Title III. Economical, social and cultural rights and duties[edit]

Chapter I. Economical rights and duties[edit]

Article 58 — Right to work
  1. Everyone has the right to work.
  2. To ensure the right to work, the State must promote:
    1. The execution of job-creating politics;
    2. The equality of opportunities in the choice of profession or job type and conditions so that the access to any office, work or professional categories is not denied or restricted, in virtue of the gender;
    3. The cultural and technical instruction and professional valorization of the workers.
Article 59 — Workers rights
  1. Every worker, with no distinction of age, gender, race, citizenship, territory of origin, religion, political or ideological convictions, has the right:
    1. To the retribution of their work, according to the quantity, nature and quality, observing the principle of "same work, same wage", so that a worthy existence is assured;
    2. To the organization of the work under socially dignifying conditions, in order to provide personal achievement and allow the conciliation of the professional activity with family life;
    3. To perform their work under good conditions of higiene, safety and health;
    4. To rest and leisure for a maximum limit of the work day, to weekly rest and periodical paid vacations;
    5. To the material assistance, when they find themselves unemployed;
    6. To assistance and fair compensation, when they are victims of work accidents or professional-related disease.

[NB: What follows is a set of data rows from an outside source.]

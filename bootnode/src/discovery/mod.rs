//! Peer discovery engines served by the bootnode.
//!
//! Both engines share one Kademlia-style core ([`DiscoveryServer`]) and the
//! same signed packet format:
//!
//! ```text
//! signature (64) || message_type (1) || body
//! ```
//!
//! | Type | ID | Legacy | Topic |
//! |------|-----|--------|-------|
//! | PING | 0x01 | yes | yes |
//! | PONG | 0x02 | yes | yes |
//! | FINDNODE | 0x03 | yes | yes |
//! | NEIGHBORS | 0x04 | yes | yes |
//! | REGTOPIC | 0x05 | | yes |
//! | TOPICQUERY | 0x06 | | yes |
//! | TOPICNODES | 0x07 | | yes |
//!
//! The legacy engine may additionally serve a path-aware socket; the topic
//! engine binds its signatures to a network ID.
//!
//! ## Node URL Format
//!
//! ```text
//! tosnode://<node_id_hex>@<ip>:<port>
//! ```

pub mod error;
pub mod identity;
pub mod legacy;
pub mod messages;
pub mod routing_table;
pub mod server;
pub mod topic;
pub mod transport;
pub mod url;

pub use error::{DiscoveryError, DiscoveryResult};
pub use identity::{NodeId, NodeIdentity};
pub use legacy::DiscoveryConfig;
pub use messages::{Message, NodeInfo, SignedPacket};
pub use routing_table::RoutingTable;
pub use server::{DiscoveryServer, EngineSettings};
pub use topic::{TopicConfig, TopicTable};
pub use transport::{PacketTransport, PeerAddress, TransportKind};
pub use url::TosNodeUrl;
//! Kademlia-style routing table.
//!
//! Known nodes live in 256 k-buckets indexed by their log2 distance from
//! the local node ID. Each bucket keeps LRU order (most recently seen at the
//! back). Nodes that fail [`MAX_FAILURES`] liveness checks in a row are
//! dropped.

use std::collections::VecDeque;
use std::time::Instant;

use tos_bootnode_common::tokio::sync::RwLock;

use super::identity::{compare_distance, log2_distance, NodeId};
use super::messages::NodeInfo;

/// Number of k-buckets (one for each bit position).
pub const NUM_BUCKETS: usize = 256;

/// Default number of nodes per bucket (Kademlia k parameter).
pub const DEFAULT_BUCKET_SIZE: usize = 16;

/// Alpha parameter for parallel lookups.
pub const ALPHA: usize = 3;

/// Consecutive failures after which a node is removed.
pub const MAX_FAILURES: u32 = 5;

#[derive(Debug, Clone)]
pub struct NodeEntry {
    pub info: NodeInfo,
    pub last_seen: Instant,
    /// Consecutive failed liveness checks.
    pub fail_count: u32,
}

impl NodeEntry {
    fn new(info: NodeInfo) -> Self {
        Self {
            info,
            last_seen: Instant::now(),
            fail_count: 0,
        }
    }

    fn touch(&mut self) {
        self.last_seen = Instant::now();
        self.fail_count = 0;
    }
}

/// Result of inserting a node into the routing table.
#[derive(Debug, Clone, PartialEq, Eq)]
pub enum InsertResult {
    Inserted,
    /// Already known; moved to the back of its bucket.
    Updated,
    /// Bucket is full; carries the least recently seen node to ping.
    BucketFull(NodeInfo),
    SelfInsert,
}

#[derive(Debug)]
struct KBucket {
    nodes: VecDeque<NodeEntry>,
    capacity: usize,
}

impl KBucket {
    fn new(capacity: usize) -> Self {
        Self {
            nodes: VecDeque::with_capacity(capacity),
            capacity,
        }
    }

    fn position(&self, node_id: &NodeId) -> Option<usize> {
        self.nodes.iter().position(|e| &e.info.node_id == node_id)
    }

    fn insert(&mut self, info: NodeInfo) -> InsertResult {
        if let Some(mut existing) = self.position(&info.node_id).and_then(|i| self.nodes.remove(i)) {
            existing.touch();
            existing.info = info;
            self.nodes.push_back(existing);
            return InsertResult::Updated;
        }

        if self.nodes.len() >= self.capacity {
            if let Some(oldest) = self.nodes.front() {
                return InsertResult::BucketFull(oldest.info.clone());
            }
        }

        self.nodes.push_back(NodeEntry::new(info));
        InsertResult::Inserted
    }
}

/// Kademlia-style routing table for node discovery.
pub struct RoutingTable {
    local_id: NodeId,
    buckets: Vec<RwLock<KBucket>>,
    bucket_size: usize,
}

impl RoutingTable {
    pub fn new(local_id: NodeId, bucket_size: usize) -> Self {
        let buckets = (0..NUM_BUCKETS)
            .map(|_| RwLock::new(KBucket::new(bucket_size)))
            .collect();

        Self {
            local_id,
            buckets,
            bucket_size,
        }
    }

    pub fn local_id(&self) -> &NodeId {
        &self.local_id
    }

    pub fn bucket_size(&self) -> usize {
        self.bucket_size
    }

    fn bucket(&self, node_id: &NodeId) -> Option<&RwLock<KBucket>> {
        log2_distance(&self.local_id, node_id).map(|d| &self.buckets[d as usize])
    }

    pub async fn insert(&self, node: NodeInfo) -> InsertResult {
        match self.bucket(&node.node_id) {
            Some(bucket) => bucket.write().await.insert(node),
            None => InsertResult::SelfInsert,
        }
    }

    /// Mark a node as alive, moving it to the back of its bucket.
    pub async fn touch(&self, node_id: &NodeId) -> bool {
        let Some(bucket) = self.bucket(node_id) else {
            return false;
        };
        let mut bucket = bucket.write().await;
        match bucket.position(node_id).and_then(|i| bucket.nodes.remove(i)) {
            Some(mut entry) => {
                entry.touch();
                bucket.nodes.push_back(entry);
                true
            }
            None => false,
        }
    }

    /// Count a failed liveness check. Returns true if the node was removed.
    pub async fn record_failure(&self, node_id: &NodeId) -> bool {
        let Some(bucket) = self.bucket(node_id) else {
            return false;
        };
        let mut bucket = bucket.write().await;
        let Some(index) = bucket.position(node_id) else {
            return false;
        };
        let fail_count = {
            let entry = &mut bucket.nodes[index];
            entry.fail_count = entry.fail_count.saturating_add(1);
            entry.fail_count
        };
        if fail_count >= MAX_FAILURES {
            bucket.nodes.remove(index);
            return true;
        }
        false
    }

    pub async fn remove(&self, node_id: &NodeId) -> Option<NodeEntry> {
        let mut bucket = self.bucket(node_id)?.write().await;
        let index = bucket.position(node_id)?;
        bucket.nodes.remove(index)
    }

    /// Replace `oldest` by `node` if `oldest` is still the least recently
    /// seen entry of the bucket.
    pub async fn replace_oldest(&self, oldest: &NodeId, node: NodeInfo) -> bool {
        let Some(bucket) = self.bucket(oldest) else {
            return false;
        };
        let mut bucket = bucket.write().await;
        if bucket.nodes.front().map(|e| &e.info.node_id) != Some(oldest) {
            return false;
        }
        bucket.nodes.pop_front();
        bucket.insert(node);
        true
    }

    pub async fn get(&self, node_id: &NodeId) -> Option<NodeEntry> {
        let bucket = self.bucket(node_id)?.read().await;
        bucket.nodes.iter().find(|e| &e.info.node_id == node_id).cloned()
    }

    pub async fn contains(&self, node_id: &NodeId) -> bool {
        self.get(node_id).await.is_some()
    }

    /// Up to `count` nodes accepted by `filter`, sorted by XOR distance to
    /// the target.
    pub async fn closest<F>(&self, target: &NodeId, count: usize, filter: F) -> Vec<NodeInfo>
    where
        F: Fn(&NodeInfo) -> bool,
    {
        let mut candidates = Vec::new();
        for bucket in &self.buckets {
            let bucket = bucket.read().await;
            candidates.extend(
                bucket
                    .nodes
                    .iter()
                    .filter(|e| filter(&e.info))
                    .map(|e| e.info.clone()),
            );
        }

        candidates.sort_by(|a, b| compare_distance(target, &a.node_id, &b.node_id));
        candidates.truncate(count);
        candidates
    }

    pub async fn all_nodes(&self) -> Vec<NodeEntry> {
        let mut nodes = Vec::new();
        for bucket in &self.buckets {
            nodes.extend(bucket.read().await.nodes.iter().cloned());
        }
        nodes
    }

    pub async fn len(&self) -> usize {
        let mut count = 0usize;
        for bucket in &self.buckets {
            count = count.saturating_add(bucket.read().await.nodes.len());
        }
        count
    }

    pub async fn is_empty(&self) -> bool {
        self.len().await == 0
    }
}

  2. It is up to the State to ensure the conditions of work, retribution and rest that each worker deserves, namely:
    1. The establishment and update of the national minimum wage, taking into account among other factors the workers' needs, the increase of the life cost, the development level of the productive forces, the demands of financial and economical stability and the accumulation for the development;
    2. The affixation of the work duration limits, at national level;
    3. The special protection of women's work during pregnancy and after giving birth, as well as child work, handicapped work, or work from those who perform violent activities or in unhealthy, toxic or dangerous conditions;
    4. The systematic development of a network of resting and vacation centres, in cooperation with social organizations;
    5. The protection of the work conditions and the guarantee of the social benefits for emmigrant workers;
    6. The protection of the work conditions for studying workers.
  3. The wages enjoy special guarantees, within the terms defined by the law.
Article 60 — Consumers rights
  1. Consumers have the right to quality of the consumed goods and services, to instruction and information, to health protection, to safety and their economical interests, as well as to the compensation for any damages.
  2. Publicity is disciplined by the law, being forbidden every form of occult, indirect or painful publicity.
  3. Consumer associations and cooperatives have the right, within the terms defined by the law, to State support and to be heard about the questions that concern the consumers' defence; being also recognized their processual legitimacy to defend their associates or collective or vague interests.
Article 61 — Private, cooperative and self-managing initiative
  1. Private economic initiative exerts itself freely in the tables defined by the Constitution and the law, taking into account the general interest.
  2. Everyone is recognized with the right to freely constitute cooperatives, provided that the cooperative principles are safeguarded.
  3. Cooperatives develop freely their activities in a legal frame and can group into unions, federations or confederations or into any other legally foreseen organization forms.
  4. The law establishes the organizative specificities of the cooperatives with public participation.
  5. The right to self-management is recognized, within the terms defined by the law.
Article 62 — Right to private property
  1. Everyone is assured with the right to private property and to its transmission in life or due to death, in the terms of the Constitution.
  2. The requisition and expropriation by a public authority can only be executed according to the law and through payment of a fair compensation.